3.6. Forwarding Table Scalability on Data Center Switches

   In a VS environment, the MAC learning domain associated with a given
   virtual subnet which has been extended across multiple data centers
   is partitioned into segments and each segment is confined within a
   single data center. Therefore data center switches only need to learn
   local MAC addresses, rather than learning both local and remote MAC
   addresses.

3.7. ARP/ND Cache Table Scalability on Default Gateways

   In case where data center default gateway functions are implemented
   on PE routers of the VS as shown in Figure 4, since the ARP/ND cache
   table on each PE router only needs to contain ARP/ND entries of local
   CE hosts, the ARP/ND cache table size will not grow as the number of
   data centers to be connected increases.

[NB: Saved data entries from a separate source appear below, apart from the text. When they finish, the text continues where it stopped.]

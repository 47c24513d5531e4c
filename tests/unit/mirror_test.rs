//! Unit tests for the host mirror loop: host notifications reach the store
//! in order, self-caused changes are counted, and events without an open
//! store are skipped.

use std::sync::atomic::{AtomicBool, Ordering};
use std::sync::Arc;

use tidymarks::app::Engine;
use tidymarks::database::DatabaseLocation;
use tidymarks::managers::bookmark_store::Page;
use tidymarks::managers::mirror::Mirror;
use tidymarks::managers::store_handle::StoreHandle;
use tidymarks::services::memory_host::InMemoryTreeHost;
use tidymarks::services::proposal_tree::BookmarkTree;
use tidymarks::services::settings_engine::SettingsEngine;
use tidymarks::services::tree_diff::diff;
use tidymarks::services::tree_host::TreeHost;
use tidymarks::types::host::{CreateRequest, Destination, HostEvent, NodeChanges};
use tidymarks::types::settings::{EngineSettings, ReconcileSettings, StorageSettings};

fn create(parent: &str, title: &str, url: Option<&str>) -> CreateRequest {
    CreateRequest {
        parent_id: parent.into(),
        title: title.into(),
        url: url.map(Into::into),
        index: None,
    }
}

async fn loaded_store(host: &InMemoryTreeHost) -> Arc<StoreHandle> {
    let handle = Arc::new(StoreHandle::in_memory(StorageSettings::default()));
    let store = handle.initialize().await.unwrap();
    store.replace_all(&host.get_tree().await.unwrap()).unwrap();
    handle
}

#[tokio::test]
async fn test_host_changes_are_mirrored_in_order() {
    let host = InMemoryTreeHost::with_default_folders();
    let handle = loaded_store(&host).await;
    let mirror = Mirror::spawn(handle.clone(), host.subscribe().unwrap(), Arc::new(AtomicBool::new(false)));

    let a = host.create(create("1", "Alpha", Some("https://alpha.example"))).await.unwrap();
    let b = host.create(create("1", "Beta", Some("https://beta.example"))).await.unwrap();
    host.move_node(
        &b.id,
        Destination {
            parent_id: "1".into(),
            index: Some(0),
        },
    )
    .await
    .unwrap();
    host.update(
        &a.id,
        NodeChanges {
            title: Some("Alpha renamed".into()),
            url: None,
        },
    )
    .await
    .unwrap();

    let stats = mirror.flush().await.unwrap();
    assert_eq!(stats.applied, 4);
    assert_eq!(stats.failed, 0);
    assert_eq!(stats.self_caused, 0);

    let store = handle.current().unwrap();
    let children: Vec<(String, u32)> = store
        .get_children("1", Page::default())
        .unwrap()
        .into_iter()
        .map(|r| (r.title, r.index))
        .collect();
    assert_eq!(
        children,
        vec![("Beta".to_string(), 0), ("Alpha renamed".to_string(), 1)]
    );

    host.remove(&a.id).await.unwrap();
    let stats = mirror.shutdown().await;
    assert_eq!(stats.applied, 5);
    assert!(store.get_by_id(&a.id).unwrap().is_none());
}

#[tokio::test]
async fn test_self_caused_events_are_counted() {
    let host = InMemoryTreeHost::with_default_folders();
    let handle = loaded_store(&host).await;
    let flag = Arc::new(AtomicBool::new(true));
    let mirror = Mirror::spawn(handle.clone(), host.subscribe().unwrap(), flag.clone());

    host.create(create("2", "Mine", None)).await.unwrap();
    let stats = mirror.flush().await.unwrap();
    assert_eq!(stats.self_caused, 1);

    flag.store(false, Ordering::SeqCst);
    host.create(create("2", "Theirs", None)).await.unwrap();
    let stats = mirror.shutdown().await;
    assert_eq!(stats.applied, 2);
    assert_eq!(stats.self_caused, 1);
}

#[tokio::test]
async fn test_events_without_store_are_skipped() {
    let handle = Arc::new(StoreHandle::in_memory(StorageSettings::default()));
    let (_tx, rx) = tokio::sync::mpsc::unbounded_channel();
    let mirror = Mirror::spawn(handle, rx, Arc::new(AtomicBool::new(false)));

    assert!(mirror.send(HostEvent::Removed {
        id: "9".into(),
        parent_id: "1".into(),
        index: 0,
    }));
    let stats = mirror.shutdown().await;
    assert_eq!(stats.skipped, 1);
    assert_eq!(stats.applied, 0);
}

#[tokio::test]
async fn test_unknown_node_event_is_counted_as_failed() {
    let host = InMemoryTreeHost::with_default_folders();
    let handle = loaded_store(&host).await;
    let (_tx, rx) = tokio::sync::mpsc::unbounded_channel();
    let mirror = Mirror::spawn(handle, rx, Arc::new(AtomicBool::new(false)));

    mirror.send(HostEvent::Changed {
        id: "missing".into(),
        title: "x".into(),
        url: None,
    });
    let stats = mirror.shutdown().await;
    assert_eq!(stats.failed, 1);
}

fn child_indexes(handle: &StoreHandle, parent: &str) -> Vec<u32> {
    handle
        .current()
        .unwrap()
        .get_children(parent, Page::new(0, 10_000))
        .unwrap()
        .into_iter()
        .map(|r| r.index)
        .collect()
}

#[tokio::test]
async fn test_reload_after_apply_does_not_replay_queued_events() {
    let dir = tempfile::tempdir().unwrap();
    let host = Arc::new(InMemoryTreeHost::with_default_folders());
    for i in 0..400 {
        let url = format!("https://link.example/{}", i);
        host.create(create("1", &format!("Link {}", i), Some(&url))).await.unwrap();
    }
    let settings = SettingsEngine::with_settings(
        dir.path().join("settings.json").to_string_lossy().to_string(),
        EngineSettings {
            reconcile: ReconcileSettings::immediate(),
            ..EngineSettings::default()
        },
    );
    let mut engine = Engine::new(DatabaseLocation::Memory, settings, host.clone());
    engine.startup().await.unwrap();

    // Drop every other child; each removal shifts the siblings behind it
    let old = BookmarkTree::from_nodes(&host.snapshot()).unwrap();
    let doomed: Vec<String> = host.children_of("1").into_iter().step_by(2).collect();
    let new = doomed
        .iter()
        .fold(old.clone(), |tree, id| tree.remove_node(id).unwrap());
    let report = engine.apply(&diff(&old, &new).operations).await;
    assert!(report.success, "errors: {:?}", report.errors);
    assert!(report.reloaded);

    // Checked before any explicit flush: the reload already absorbed the queue
    let expected: Vec<u32> = (0..200).collect();
    assert_eq!(child_indexes(engine.store(), "1"), expected);

    let stats = engine.flush_mirror().await.unwrap();
    assert_eq!(stats.failed, 0);
    assert_eq!(child_indexes(engine.store(), "1"), expected);
    assert_eq!(engine.store().current().unwrap().count().unwrap(), host.snapshot().len());

    engine.shutdown().await;
}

3.8. ARP/ND and Unknown Uncast Flood Avoidance

   In VS, the flooding domain associated with a given virtual subnet
   that has been extended across multiple data centers, has been
   partitioned into segments and each segment is confined within a
   single data center. Therefore, the performance impact on networks and
   servers caused by the flooding of ARP/ND broadcast/multicast and
   unknown unicast traffic is alleviated.

3.9. Path Optimization

   Take the scenario shown in Figure 4 as an example, to optimize the
   forwarding path for traffic between cloud users and cloud data
   centers, PE routers located at cloud data centers (i.e., PE-1 and PE-
   2), which are also data center default gateways, propagate host
   routes for their local CE hosts respectively to remote PE routers
   which are attached to cloud user sites (i.e., PE-3).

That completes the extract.